Çinli elektronik devi Huawei’nin “ülke genelinde binlerce mühendisin yer aldığı bir şirketler ve devlet araştırma enstitüleri ağının koordinasyonunu” yürüttüğü haber veriliyor.
3 nanometrelik çip üretimi için kullanılan makinelerin üretimin yapıldığı fabrikada son derece gizlilik kurallarının alındığı ve en gizli alanlarda çalışanların orada yatıp kalktığı ve telefonla konuşmalarına da sınırlı izin verildiği Reuters’in haberinde yer alıyor.
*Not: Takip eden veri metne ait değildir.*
//! Request body and query string construction
//!
//! Option structs derive `Serialize` (with `skip_serializing_if` for optional fields)
//! and implement [`RequestBody`] to declare field rules. The builders serialize the
//! options, check the rules against the serialized form and strip nulls.

use serde::Serialize;
use serde_json::{Map, Value};

use crate::error::{Result, SdkError};

/// A constraint on serialized option fields. Names are serialized keys; a dotted
/// name (`billing.size`) addresses a nested object member.
#[derive(Debug, Clone, Copy, PartialEq, Eq)]
pub enum FieldRule {
    /// The field must be present and non-zero.
    Required(&'static str),
    /// Exactly one of the two fields must be set.
    Xor(&'static str, &'static str),
    /// At least one of the fields must be set.
    Or(&'static [&'static str]),
}

/// Options that can be turned into a request body or query string.
pub trait RequestBody: Serialize {
    /// Field rules checked before the request is built.
    fn rules() -> &'static [FieldRule] {
        &[]
    }
}

impl RequestBody for Value {}

/// Zero value check: absent, `null`, `""`, `0`, `false`, `[]` and `{}` all count as unset.
pub fn is_zero(value: &Value) -> bool {
    match value {
        Value::Null => true,
        Value::Bool(b) => !b,
        Value::Number(n) => n.as_f64().is_some_and(|f| f == 0.0),
        Value::String(s) => s.is_empty(),
        Value::Array(a) => a.is_empty(),
        Value::Object(o) => o.is_empty(),
    }
}

fn lookup<'a>(object: &'a Map<String, Value>, name: &str) -> Option<&'a Value> {
    let mut parts = name.split('.');
    let mut current = object.get(parts.next()?)?;
    for part in parts {
        current = current.as_object()?.get(part)?;
    }
    Some(current)
}

fn is_set(object: &Map<String, Value>, name: &str) -> bool {
    lookup(object, name).is_some_and(|v| !is_zero(v))
}

fn check_rules(object: &Map<String, Value>, rules: &[FieldRule]) -> Result<()> {
    for rule in rules {
        match *rule {
            FieldRule::Required(field) => {
                if !is_set(object, field) {
                    return Err(SdkError::MissingRequiredField {
                        field: field.to_string(),
                    });
                }
            }
            FieldRule::Xor(a, b) => {
                if is_set(object, a) == is_set(object, b) {
                    return Err(SdkError::XorViolation {
                        fields: vec![a.to_string(), b.to_string()],
                    });
                }
            }
            FieldRule::Or(fields) => {
                if !fields.iter().any(|f| is_set(object, f)) {
                    return Err(SdkError::OrViolation {
                        fields: fields.iter().map(ToString::to_string).collect(),
                    });
                }
            }
        }
    }
    Ok(())
}

fn to_object<T: RequestBody>(opts: &T) -> Result<Map<String, Value>> {
    let value = serde_json::to_value(opts).map_err(|e| SdkError::SerializationError {
        service: "request".to_string(),
        detail: e.to_string(),
    })?;
    match value {
        Value::Object(object) => Ok(object),
        other => Err(SdkError::SerializationError {
            service: "request".to_string(),
            detail: format!("options must serialize to an object, got {other}"),
        }),
    }
}

/// Serialize `opts`, enforce its field rules, strip nulls and optionally wrap the
/// result as `{parent: body}`.
pub fn build_request_body<T: RequestBody>(opts: &T, parent: Option<&str>) -> Result<Value> {
    let object = to_object(opts)?;
    check_rules(&object, T::rules())?;

    let body = remove_nil(Value::Object(object));
    Ok(match parent {
        Some(key) if !key.is_empty() => {
            let mut wrapped = Map::new();
            wrapped.insert(key.to_string(), body);
            Value::Object(wrapped)
        }
        _ => body,
    })
}

/// Serialize `opts` into `?k=v&k2=v2` with sorted keys, or `""` when nothing is set.
///
/// Arrays repeat the key, nulls and empty strings are skipped, zero numbers and
/// `false` are kept. Nested objects are sent as compact JSON.
pub fn build_query_string<T: RequestBody>(opts: &T) -> Result<String> {
    let object = to_object(opts)?;
    check_rules(&object, T::rules())?;

    let mut keys: Vec<&String> = object.keys().collect();
    keys.sort();

    let mut pairs = Vec::new();
    for key in keys {
        let encoded_key = urlencoding::encode(key);
        match &object[key.as_str()] {
            Value::Array(items) => {
                for item in items {
                    if let Some(v) = query_scalar(item) {
                        pairs.push(format!("{encoded_key}={}", urlencoding::encode(&v)));
                    }
                }
            }
            value => {
                if let Some(v) = query_scalar(value) {
                    pairs.push(format!("{encoded_key}={}", urlencoding::encode(&v)));
                }
            }
        }
    }

    if pairs.is_empty() {
        Ok(String::new())
    } else {
        Ok(format!("?{}", pairs.join("&")))
    }
}

fn query_scalar(value: &Value) -> Option<String> {
    match value {
        Value::Null => None,
        Value::String(s) if s.is_empty() => None,
        Value::String(s) => Some(s.clone()),
        Value::Bool(b) => Some(b.to_string()),
        Value::Number(n) => Some(n.to_string()),
        other => Some(other.to_string()),
    }
}

/// Drop null object members recursively. Array elements that end up as empty
/// objects are removed.
pub fn remove_nil(value: Value) -> Value {
    match value {
        Value::Object(object) => Value::Object(
            object
                .into_iter()
                .filter(|(_, v)| !v.is_null())
                .map(|(k, v)| (k, remove_nil(v)))
                .collect(),
        ),
        Value::Array(items) => Value::Array(
            items
                .into_iter()
                .map(remove_nil)
                .filter(|v| !matches!(v, Value::Object(o) if o.is_empty()))
                .collect(),
        ),
        other => other,
    }
}

/// Map zero values to `null` so that a later [`remove_nil`] drops them.
pub fn value_ignore_empty(value: Value) -> Value {
    if is_zero(&value) {
        Value::Null
    } else {
        value
    }
}

#[cfg(test)]
mod tests {
    use serde_json::json;

    use super::*;

    #[derive(Serialize, Default)]
    struct SubnetOpts {
        name: String,
        cidr: String,
        #[serde(skip_serializing_if = "Option::is_none")]
        description: Option<String>,
        #[serde(skip_serializing_if = "Option::is_none")]
        dhcp_enable: Option<bool>,
    }

    impl RequestBody for SubnetOpts {
        fn rules() -> &'static [FieldRule] {
            &[FieldRule::Required("name"), FieldRule::Required("cidr")]
        }
    }

    #[derive(Serialize, Default)]
    struct EipOpts {
        #[serde(skip_serializing_if = "Option::is_none")]
        port_id: Option<String>,
        #[serde(skip_serializing_if = "Option::is_none")]
        private_ip: Option<String>,
    }

    impl RequestBody for EipOpts {
        fn rules() -> &'static [FieldRule] {
            &[FieldRule::Xor("port_id", "private_ip")]
        }
    }

    #[derive(Serialize, Default)]
    struct ListOpts {
        #[serde(skip_serializing_if = "Option::is_none")]
        marker: Option<String>,
        limit: u32,
        name: String,
        #[serde(skip_serializing_if = "Vec::is_empty")]
        status: Vec<String>,
        #[serde(skip_serializing_if = "Option::is_none")]
        enterprise_project_id: Option<String>,
    }

    impl RequestBody for ListOpts {}

    #[derive(Serialize)]
    struct FilterOpts {
        name: Option<String>,
        id: Option<String>,
    }

    impl RequestBody for FilterOpts {
        fn rules() -> &'static [FieldRule] {
            &[FieldRule::Or(&["name", "id"])]
        }
    }

    #[test]
    fn body_wrapped_in_parent() {
        let opts = SubnetOpts {
            name: "subnet-1".into(),
            cidr: "192.168.0.0/24".into(),
            dhcp_enable: Some(true),
            ..Default::default()
        };
        let body = build_request_body(&opts, Some("subnet")).unwrap();
        assert_eq!(
            body,
            json!({"subnet": {"name": "subnet-1", "cidr": "192.168.0.0/24", "dhcp_enable": true}})
        );
    }

    #[test]
    fn empty_parent_means_unwrapped() {
        let opts = SubnetOpts {
            name: "a".into(),
            cidr: "10.0.0.0/8".into(),
            ..Default::default()
        };
        let body = build_request_body(&opts, Some("")).unwrap();
        assert_eq!(body["name"], "a");
    }

    #[test]
    fn required_empty_string_rejected() {
        let opts = SubnetOpts {
            name: "a".into(),
            ..Default::default()
        };
        let err = build_request_body(&opts, None);
        assert!(matches!(err, Err(SdkError::MissingRequiredField { field }) if field == "cidr"));
    }

    #[test]
    fn xor_requires_exactly_one() {
        let neither = build_request_body(&EipOpts::default(), None);
        assert!(matches!(neither, Err(SdkError::XorViolation { .. })));

        let both = build_request_body(
            &EipOpts {
                port_id: Some("p".into()),
                private_ip: Some("10.0.0.1".into()),
            },
            None,
        );
        assert!(matches!(both, Err(SdkError::XorViolation { .. })));

        let one = build_request_body(
            &EipOpts {
                port_id: Some("p".into()),
                private_ip: None,
            },
            None,
        );
        assert!(one.is_ok());
    }

    #[test]
    fn or_requires_any() {
        let none = build_request_body(
            &FilterOpts {
                name: None,
                id: Some(String::new()),
            },
            None,
        );
        assert!(matches!(none, Err(SdkError::OrViolation { fields }) if fields == ["name", "id"]));

        let some = build_request_body(
            &FilterOpts {
                name: Some("x".into()),
                id: None,
            },
            None,
        )
        .unwrap();
        // explicit None serializes as null and is stripped
        assert_eq!(some, json!({"name": "x"}));
    }

    #[test]
    fn nested_required_path() {
        #[derive(Serialize)]
        struct VaultOpts {
            billing: Value,
        }
        impl RequestBody for VaultOpts {
            fn rules() -> &'static [FieldRule] {
                &[FieldRule::Required("billing.size")]
            }
        }
        let missing = build_request_body(&VaultOpts { billing: json!({"size": 0}) }, None);
        assert!(matches!(missing, Err(SdkError::MissingRequiredField { field }) if field == "billing.size"));
        let ok = build_request_body(&VaultOpts { billing: json!({"size": 100}) }, None);
        assert!(ok.is_ok());
    }

    #[test]
    fn non_object_options_rejected() {
        let err = build_request_body(&json!([1, 2]), None);
        assert!(matches!(err, Err(SdkError::SerializationError { .. })));
    }

    #[test]
    fn query_sorted_encoded_and_repeated() {
        let opts = ListOpts {
            marker: Some("a b".into()),
            limit: 0,
            name: String::new(),
            status: vec!["ACTIVE".into(), "UNKNOWN".into()],
            enterprise_project_id: None,
        };
        assert_eq!(
            build_query_string(&opts).unwrap(),
            "?limit=0&marker=a%20b&status=ACTIVE&status=UNKNOWN"
        );
    }

    #[test]
    fn query_empty_when_nothing_set() {
        let q = build_query_string(&json!({"name": "", "id": null})).unwrap();
        assert_eq!(q, "");
    }

    #[test]
    fn remove_nil_recurses_and_prunes_empty_elements() {
        let input = json!({
            "a": null,
            "b": {"c": null, "d": 1},
            "tags": [{"key": null}, {"key": "k", "value": null}],
            "list": [null, 2]
        });
        assert_eq!(
            remove_nil(input),
            json!({"b": {"d": 1}, "tags": [{"key": "k"}], "list": [null, 2]})
        );
    }

    #[test]
    fn ignore_empty_maps_zero_to_null() {
        assert_eq!(value_ignore_empty(json!("")), Value::Null);
        assert_eq!(value_ignore_empty(json!(0)), Value::Null);
        assert_eq!(value_ignore_empty(json!(false)), Value::Null);
        assert_eq!(value_ignore_empty(json!([])), Value::Null);
        assert_eq!(value_ignore_empty(json!({})), Value::Null);
        assert_eq!(value_ignore_empty(json!("x")), json!("x"));
        assert_eq!(value_ignore_empty(json!(0.5)), json!(0.5));
    }
}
Hollanda istihbaratı bir raporunda, Çin’in Batılı ülkelerden ileri teknoloji ve bilgi edinme amacıyla casusluk programları kullandığını, ayrıca bunun yanı sıra Batılı bilim insanlarını ve yüksek teknoloji şirketlerinin çalışanlarını işe aldığını bildirmişti.
Bu projeye ne kadar önem verdiğini anlamak için Çin’in, transfer ettiği yarı iletken uzmanlarına 420 bin ile 700 bin dolar arasında “transfer ücreti” ve ayrıca ev satın alma olanağı sunduğu kaydediliyordu. Haberin ayrıntısı şu linkte.
https://www.reuters.com/ world/china/how-china-built-itsmanhattan-project-rival-west-aichips-2025-12-17/
Bu çiplerin kullanımına başlamasıyla Çin’in savaş sanayisinde de sıçrama yapması bekleniyor.
BU HABERİ NİYE YAZDIM?
Çin olsun, Güney Kore olsun, hatta Hindistan olsun, 1970’ler gibi yıllarda Türkiye ile hemen hemen benzer az gelişmiş koşullara sahipti.
Sonra bu ülkeler “Yapabilirim” iradesini devreye soktular.
Üçer beşer yıllık planlarla, hedefledikleri üretime güç yığarak birer birer engelleri aştılar ve bugün dünya arenasında başa güreşiyorlar.
Hele Çin...
Türkiye’ye hiç bakmayın, laf bile söyleyemiyorum bu konuda.